Data in this exercise:
-=-=-
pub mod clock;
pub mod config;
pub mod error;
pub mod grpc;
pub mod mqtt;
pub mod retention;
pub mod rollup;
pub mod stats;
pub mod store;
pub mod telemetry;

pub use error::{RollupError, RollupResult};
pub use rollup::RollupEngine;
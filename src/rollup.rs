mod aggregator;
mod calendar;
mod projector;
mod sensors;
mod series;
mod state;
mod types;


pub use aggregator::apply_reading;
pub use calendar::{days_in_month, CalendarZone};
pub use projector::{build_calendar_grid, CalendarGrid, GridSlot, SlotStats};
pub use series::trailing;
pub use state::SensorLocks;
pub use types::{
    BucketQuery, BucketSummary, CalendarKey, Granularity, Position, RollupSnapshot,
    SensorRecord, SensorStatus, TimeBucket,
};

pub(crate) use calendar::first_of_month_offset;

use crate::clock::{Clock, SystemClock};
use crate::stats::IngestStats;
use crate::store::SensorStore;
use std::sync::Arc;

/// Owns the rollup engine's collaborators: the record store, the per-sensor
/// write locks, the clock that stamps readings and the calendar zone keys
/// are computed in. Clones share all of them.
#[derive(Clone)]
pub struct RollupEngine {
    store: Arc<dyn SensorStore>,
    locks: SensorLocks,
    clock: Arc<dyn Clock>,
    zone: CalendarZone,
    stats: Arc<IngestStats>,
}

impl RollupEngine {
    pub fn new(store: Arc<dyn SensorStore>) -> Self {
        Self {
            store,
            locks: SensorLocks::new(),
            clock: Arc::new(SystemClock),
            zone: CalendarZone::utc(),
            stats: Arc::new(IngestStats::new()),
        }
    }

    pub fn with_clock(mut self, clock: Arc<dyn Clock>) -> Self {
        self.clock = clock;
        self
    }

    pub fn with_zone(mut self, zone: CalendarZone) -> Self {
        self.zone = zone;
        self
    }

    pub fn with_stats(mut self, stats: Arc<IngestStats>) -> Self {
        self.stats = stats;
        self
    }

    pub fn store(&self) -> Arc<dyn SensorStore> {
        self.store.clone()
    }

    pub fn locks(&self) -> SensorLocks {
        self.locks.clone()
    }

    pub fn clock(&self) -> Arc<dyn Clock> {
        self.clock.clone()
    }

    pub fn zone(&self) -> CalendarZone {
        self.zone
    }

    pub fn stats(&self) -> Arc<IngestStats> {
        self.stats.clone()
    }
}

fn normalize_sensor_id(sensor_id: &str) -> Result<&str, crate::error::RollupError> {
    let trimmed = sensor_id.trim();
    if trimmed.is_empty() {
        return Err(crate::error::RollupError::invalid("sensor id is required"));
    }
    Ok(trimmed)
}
-=-=-
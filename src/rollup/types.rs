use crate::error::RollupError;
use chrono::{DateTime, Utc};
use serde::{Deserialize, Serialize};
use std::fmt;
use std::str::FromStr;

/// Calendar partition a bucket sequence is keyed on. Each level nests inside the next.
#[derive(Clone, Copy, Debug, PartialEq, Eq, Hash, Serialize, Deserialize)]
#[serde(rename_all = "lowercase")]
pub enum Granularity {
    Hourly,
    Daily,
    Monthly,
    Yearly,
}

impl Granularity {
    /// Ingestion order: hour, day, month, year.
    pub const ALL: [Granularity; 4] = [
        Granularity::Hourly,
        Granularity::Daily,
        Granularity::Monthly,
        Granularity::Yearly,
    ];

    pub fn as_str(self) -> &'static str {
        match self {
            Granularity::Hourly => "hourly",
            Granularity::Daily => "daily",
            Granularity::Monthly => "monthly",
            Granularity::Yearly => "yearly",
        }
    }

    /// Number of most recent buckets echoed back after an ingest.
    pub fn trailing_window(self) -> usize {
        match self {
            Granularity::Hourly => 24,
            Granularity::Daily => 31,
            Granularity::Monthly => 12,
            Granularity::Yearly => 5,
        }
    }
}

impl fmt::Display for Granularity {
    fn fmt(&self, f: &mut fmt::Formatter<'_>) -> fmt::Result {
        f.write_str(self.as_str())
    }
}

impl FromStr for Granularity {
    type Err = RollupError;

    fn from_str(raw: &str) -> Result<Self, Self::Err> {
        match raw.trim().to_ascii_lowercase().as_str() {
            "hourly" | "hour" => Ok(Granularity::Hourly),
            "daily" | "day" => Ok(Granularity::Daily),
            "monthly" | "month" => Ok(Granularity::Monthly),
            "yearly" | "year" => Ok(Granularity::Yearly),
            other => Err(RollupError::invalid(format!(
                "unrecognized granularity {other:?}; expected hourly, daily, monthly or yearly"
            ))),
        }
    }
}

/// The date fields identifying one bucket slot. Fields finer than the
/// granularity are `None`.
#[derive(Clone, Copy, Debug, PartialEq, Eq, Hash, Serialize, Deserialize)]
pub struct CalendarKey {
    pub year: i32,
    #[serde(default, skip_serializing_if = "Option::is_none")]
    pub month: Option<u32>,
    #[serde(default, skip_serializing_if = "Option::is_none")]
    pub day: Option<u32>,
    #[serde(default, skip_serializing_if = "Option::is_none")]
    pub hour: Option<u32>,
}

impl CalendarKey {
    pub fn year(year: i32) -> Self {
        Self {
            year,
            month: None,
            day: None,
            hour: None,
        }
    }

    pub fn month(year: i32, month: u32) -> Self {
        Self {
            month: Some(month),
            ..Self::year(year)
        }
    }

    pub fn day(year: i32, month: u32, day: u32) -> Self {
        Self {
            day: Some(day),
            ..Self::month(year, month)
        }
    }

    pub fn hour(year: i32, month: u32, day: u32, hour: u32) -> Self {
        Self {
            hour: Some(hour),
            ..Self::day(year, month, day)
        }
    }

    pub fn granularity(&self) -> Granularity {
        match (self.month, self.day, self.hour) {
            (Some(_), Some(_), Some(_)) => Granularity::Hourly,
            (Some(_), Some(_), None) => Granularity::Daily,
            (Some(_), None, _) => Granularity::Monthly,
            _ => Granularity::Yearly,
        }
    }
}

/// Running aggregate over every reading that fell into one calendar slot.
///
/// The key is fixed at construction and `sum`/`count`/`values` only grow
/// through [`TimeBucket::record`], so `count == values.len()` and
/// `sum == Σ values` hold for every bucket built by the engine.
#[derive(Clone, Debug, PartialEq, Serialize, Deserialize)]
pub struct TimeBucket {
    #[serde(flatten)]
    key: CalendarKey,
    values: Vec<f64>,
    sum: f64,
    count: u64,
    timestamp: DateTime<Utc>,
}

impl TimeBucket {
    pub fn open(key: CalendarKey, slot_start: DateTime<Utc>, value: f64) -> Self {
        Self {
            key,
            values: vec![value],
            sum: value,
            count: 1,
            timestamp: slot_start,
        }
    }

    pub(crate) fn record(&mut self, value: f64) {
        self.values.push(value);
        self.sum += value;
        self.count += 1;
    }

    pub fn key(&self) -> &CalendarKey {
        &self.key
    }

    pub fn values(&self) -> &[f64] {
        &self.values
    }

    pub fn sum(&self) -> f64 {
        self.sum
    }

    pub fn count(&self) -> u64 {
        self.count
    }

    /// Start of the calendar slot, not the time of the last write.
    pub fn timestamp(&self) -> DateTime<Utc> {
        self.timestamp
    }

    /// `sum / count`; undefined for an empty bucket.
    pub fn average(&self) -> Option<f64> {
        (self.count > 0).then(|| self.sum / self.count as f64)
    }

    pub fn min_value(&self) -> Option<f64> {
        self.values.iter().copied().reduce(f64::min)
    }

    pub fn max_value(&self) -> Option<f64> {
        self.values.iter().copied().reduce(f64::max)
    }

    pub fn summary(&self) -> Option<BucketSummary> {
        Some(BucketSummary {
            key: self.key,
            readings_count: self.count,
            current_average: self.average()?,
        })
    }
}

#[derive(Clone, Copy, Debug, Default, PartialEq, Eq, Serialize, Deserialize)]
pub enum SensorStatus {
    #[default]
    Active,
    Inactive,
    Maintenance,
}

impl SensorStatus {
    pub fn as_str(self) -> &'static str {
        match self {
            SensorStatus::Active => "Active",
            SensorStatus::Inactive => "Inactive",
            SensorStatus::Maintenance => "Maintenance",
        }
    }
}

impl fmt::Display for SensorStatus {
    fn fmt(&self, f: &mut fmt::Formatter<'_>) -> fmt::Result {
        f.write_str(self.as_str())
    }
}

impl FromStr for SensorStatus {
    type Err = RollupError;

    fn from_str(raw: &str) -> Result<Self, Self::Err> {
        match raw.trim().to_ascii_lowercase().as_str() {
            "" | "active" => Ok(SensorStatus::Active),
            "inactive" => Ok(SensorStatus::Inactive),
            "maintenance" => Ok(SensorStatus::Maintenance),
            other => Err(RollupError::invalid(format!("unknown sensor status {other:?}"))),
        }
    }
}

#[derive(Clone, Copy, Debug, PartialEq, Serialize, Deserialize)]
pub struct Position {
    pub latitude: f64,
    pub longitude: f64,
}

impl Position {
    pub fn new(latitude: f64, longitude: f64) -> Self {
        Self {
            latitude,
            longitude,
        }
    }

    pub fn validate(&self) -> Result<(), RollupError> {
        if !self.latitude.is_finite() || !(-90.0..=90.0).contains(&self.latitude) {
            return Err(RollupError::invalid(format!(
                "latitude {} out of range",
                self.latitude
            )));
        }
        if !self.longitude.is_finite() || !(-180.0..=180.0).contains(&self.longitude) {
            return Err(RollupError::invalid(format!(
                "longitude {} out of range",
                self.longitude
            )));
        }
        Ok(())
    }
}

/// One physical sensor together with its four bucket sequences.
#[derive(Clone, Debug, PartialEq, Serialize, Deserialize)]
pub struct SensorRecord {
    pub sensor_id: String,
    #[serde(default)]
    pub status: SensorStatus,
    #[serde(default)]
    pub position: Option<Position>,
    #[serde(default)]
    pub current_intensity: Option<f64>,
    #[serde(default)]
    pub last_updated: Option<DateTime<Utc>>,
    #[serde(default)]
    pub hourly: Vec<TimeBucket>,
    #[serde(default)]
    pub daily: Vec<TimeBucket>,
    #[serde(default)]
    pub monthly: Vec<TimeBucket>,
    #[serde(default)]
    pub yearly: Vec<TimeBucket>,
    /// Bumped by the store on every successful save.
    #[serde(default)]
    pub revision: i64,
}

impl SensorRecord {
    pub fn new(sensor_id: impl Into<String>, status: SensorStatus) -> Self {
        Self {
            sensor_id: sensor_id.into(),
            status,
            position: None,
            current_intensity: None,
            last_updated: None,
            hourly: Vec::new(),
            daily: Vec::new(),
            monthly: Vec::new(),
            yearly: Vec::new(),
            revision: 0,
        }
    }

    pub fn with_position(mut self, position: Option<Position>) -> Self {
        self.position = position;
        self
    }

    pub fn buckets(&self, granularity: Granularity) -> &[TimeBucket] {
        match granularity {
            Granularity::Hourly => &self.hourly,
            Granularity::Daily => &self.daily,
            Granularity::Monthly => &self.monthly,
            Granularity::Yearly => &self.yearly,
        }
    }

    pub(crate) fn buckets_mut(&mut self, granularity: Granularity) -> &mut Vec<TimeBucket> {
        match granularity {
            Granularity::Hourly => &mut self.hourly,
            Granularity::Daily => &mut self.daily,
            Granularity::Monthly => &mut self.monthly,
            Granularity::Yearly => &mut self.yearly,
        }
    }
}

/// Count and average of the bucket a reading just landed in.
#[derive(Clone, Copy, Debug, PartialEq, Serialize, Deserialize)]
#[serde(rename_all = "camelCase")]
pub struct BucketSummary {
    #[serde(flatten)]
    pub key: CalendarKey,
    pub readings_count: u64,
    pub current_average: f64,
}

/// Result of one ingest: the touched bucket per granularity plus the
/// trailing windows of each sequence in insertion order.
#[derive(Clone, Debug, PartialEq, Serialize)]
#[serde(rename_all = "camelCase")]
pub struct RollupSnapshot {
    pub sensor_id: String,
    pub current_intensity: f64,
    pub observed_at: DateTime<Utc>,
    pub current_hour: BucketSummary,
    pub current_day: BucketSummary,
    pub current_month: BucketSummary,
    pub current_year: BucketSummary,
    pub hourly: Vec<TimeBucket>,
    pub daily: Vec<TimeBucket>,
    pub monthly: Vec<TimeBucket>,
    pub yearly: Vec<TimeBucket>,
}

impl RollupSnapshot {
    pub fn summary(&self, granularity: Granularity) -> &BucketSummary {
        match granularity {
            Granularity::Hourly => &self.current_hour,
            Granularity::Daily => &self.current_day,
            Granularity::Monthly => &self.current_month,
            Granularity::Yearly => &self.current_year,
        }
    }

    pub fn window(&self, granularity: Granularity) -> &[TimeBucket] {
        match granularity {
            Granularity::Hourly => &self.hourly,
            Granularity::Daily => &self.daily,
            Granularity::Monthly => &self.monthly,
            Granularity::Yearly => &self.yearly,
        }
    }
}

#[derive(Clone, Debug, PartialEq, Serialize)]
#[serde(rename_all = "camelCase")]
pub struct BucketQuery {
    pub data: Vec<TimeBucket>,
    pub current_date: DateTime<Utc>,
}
-=-=-
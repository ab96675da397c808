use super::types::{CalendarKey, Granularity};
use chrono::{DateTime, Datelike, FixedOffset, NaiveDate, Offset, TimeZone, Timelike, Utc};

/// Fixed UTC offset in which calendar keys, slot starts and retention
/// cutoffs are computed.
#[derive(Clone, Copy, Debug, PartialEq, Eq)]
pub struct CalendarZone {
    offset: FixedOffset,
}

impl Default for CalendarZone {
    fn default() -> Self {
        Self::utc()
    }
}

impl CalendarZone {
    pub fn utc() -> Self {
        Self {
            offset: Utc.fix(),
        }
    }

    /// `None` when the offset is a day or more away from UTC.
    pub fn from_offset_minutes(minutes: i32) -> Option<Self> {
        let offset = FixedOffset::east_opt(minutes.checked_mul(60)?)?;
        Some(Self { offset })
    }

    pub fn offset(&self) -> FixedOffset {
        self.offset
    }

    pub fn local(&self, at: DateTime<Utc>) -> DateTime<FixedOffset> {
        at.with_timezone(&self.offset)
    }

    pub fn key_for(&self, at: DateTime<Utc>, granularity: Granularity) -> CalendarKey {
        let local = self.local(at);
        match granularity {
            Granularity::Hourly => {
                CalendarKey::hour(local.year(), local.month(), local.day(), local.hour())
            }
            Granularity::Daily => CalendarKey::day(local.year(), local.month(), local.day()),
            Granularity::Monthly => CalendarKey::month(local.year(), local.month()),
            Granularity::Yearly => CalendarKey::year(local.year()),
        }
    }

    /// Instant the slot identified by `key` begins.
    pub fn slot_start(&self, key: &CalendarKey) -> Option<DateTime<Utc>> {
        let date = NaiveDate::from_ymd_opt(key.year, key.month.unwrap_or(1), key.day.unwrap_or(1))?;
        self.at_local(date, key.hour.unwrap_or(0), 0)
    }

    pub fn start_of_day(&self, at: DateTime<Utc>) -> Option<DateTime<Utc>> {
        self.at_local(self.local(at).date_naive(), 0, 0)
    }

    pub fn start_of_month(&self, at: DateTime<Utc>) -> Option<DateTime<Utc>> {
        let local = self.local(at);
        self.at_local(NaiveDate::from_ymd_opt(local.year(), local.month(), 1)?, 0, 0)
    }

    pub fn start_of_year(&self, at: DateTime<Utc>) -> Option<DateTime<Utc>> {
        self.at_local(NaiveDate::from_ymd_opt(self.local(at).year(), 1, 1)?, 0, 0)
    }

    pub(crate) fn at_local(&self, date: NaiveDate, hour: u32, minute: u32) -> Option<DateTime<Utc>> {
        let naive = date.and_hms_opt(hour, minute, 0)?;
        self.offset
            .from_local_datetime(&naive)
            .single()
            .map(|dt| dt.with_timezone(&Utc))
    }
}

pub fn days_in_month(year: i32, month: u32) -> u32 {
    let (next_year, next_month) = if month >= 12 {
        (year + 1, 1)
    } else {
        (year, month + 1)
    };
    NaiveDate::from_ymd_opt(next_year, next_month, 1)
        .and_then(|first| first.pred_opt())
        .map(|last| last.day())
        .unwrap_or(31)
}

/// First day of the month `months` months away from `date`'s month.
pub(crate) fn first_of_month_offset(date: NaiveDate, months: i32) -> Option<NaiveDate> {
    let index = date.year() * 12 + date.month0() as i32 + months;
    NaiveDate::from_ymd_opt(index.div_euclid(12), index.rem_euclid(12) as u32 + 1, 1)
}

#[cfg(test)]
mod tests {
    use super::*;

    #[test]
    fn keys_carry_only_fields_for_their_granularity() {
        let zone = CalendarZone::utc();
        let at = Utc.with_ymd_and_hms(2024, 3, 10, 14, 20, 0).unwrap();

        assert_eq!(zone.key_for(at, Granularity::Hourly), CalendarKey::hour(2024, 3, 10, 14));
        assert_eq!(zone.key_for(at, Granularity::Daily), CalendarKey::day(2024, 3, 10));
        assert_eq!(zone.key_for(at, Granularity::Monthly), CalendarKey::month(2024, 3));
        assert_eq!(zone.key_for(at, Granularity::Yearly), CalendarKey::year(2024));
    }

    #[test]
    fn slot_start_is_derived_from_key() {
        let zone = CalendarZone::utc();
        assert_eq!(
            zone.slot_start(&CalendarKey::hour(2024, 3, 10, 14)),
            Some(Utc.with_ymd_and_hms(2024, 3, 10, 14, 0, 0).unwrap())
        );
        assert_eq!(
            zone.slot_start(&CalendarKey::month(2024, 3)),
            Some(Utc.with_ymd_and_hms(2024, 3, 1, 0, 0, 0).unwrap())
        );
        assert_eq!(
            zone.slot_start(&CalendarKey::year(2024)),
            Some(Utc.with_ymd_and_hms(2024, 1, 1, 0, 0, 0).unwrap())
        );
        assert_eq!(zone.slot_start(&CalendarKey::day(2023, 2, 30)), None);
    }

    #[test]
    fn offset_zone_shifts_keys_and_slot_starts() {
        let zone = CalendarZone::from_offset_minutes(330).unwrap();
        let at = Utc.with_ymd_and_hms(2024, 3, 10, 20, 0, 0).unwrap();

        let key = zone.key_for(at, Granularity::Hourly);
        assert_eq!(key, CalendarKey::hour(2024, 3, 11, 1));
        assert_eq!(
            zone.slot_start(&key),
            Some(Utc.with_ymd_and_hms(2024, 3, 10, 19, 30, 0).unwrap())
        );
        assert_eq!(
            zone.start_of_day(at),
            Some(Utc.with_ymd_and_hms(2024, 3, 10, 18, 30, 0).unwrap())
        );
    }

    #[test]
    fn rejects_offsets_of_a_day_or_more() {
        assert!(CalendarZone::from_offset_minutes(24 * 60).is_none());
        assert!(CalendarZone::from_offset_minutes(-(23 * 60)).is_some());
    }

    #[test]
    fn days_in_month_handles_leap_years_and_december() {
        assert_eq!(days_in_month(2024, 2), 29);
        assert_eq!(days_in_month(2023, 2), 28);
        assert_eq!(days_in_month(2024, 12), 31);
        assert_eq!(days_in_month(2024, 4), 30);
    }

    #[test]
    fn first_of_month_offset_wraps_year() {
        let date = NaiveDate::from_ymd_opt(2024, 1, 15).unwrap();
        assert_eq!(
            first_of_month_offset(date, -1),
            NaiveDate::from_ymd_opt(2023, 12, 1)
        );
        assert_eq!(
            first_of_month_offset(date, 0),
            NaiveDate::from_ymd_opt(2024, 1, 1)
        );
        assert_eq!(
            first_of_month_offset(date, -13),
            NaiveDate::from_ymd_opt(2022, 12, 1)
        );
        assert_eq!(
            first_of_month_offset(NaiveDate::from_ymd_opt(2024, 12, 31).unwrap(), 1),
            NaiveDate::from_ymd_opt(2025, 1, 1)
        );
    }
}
-=-=-
What you will do: Copy out, exactly and alone, the lines of the entries above between the ones holding "pub mod clock;" and "pub(crate) use calendar::first_of_month_offset;", inclusive.

Written response:
pub mod clock;
pub mod config;
pub mod error;
pub mod grpc;
pub mod mqtt;
pub mod retention;
pub mod rollup;
pub mod stats;
pub mod store;
pub mod telemetry;

pub use error::{RollupError, RollupResult};
pub use rollup::RollupEngine;
filename src/rollup.rs
mod aggregator;
mod calendar;
mod projector;
mod sensors;
mod series;
mod state;
mod types;


pub use aggregator::apply_reading;
pub use calendar::{days_in_month, CalendarZone};
pub use projector::{build_calendar_grid, CalendarGrid, GridSlot, SlotStats};
pub use series::trailing;
pub use state::SensorLocks;
pub use types::{
    BucketQuery, BucketSummary, CalendarKey, Granularity, Position, RollupSnapshot,
    SensorRecord, SensorStatus, TimeBucket,
};

pub(crate) use calendar::first_of_month_offset;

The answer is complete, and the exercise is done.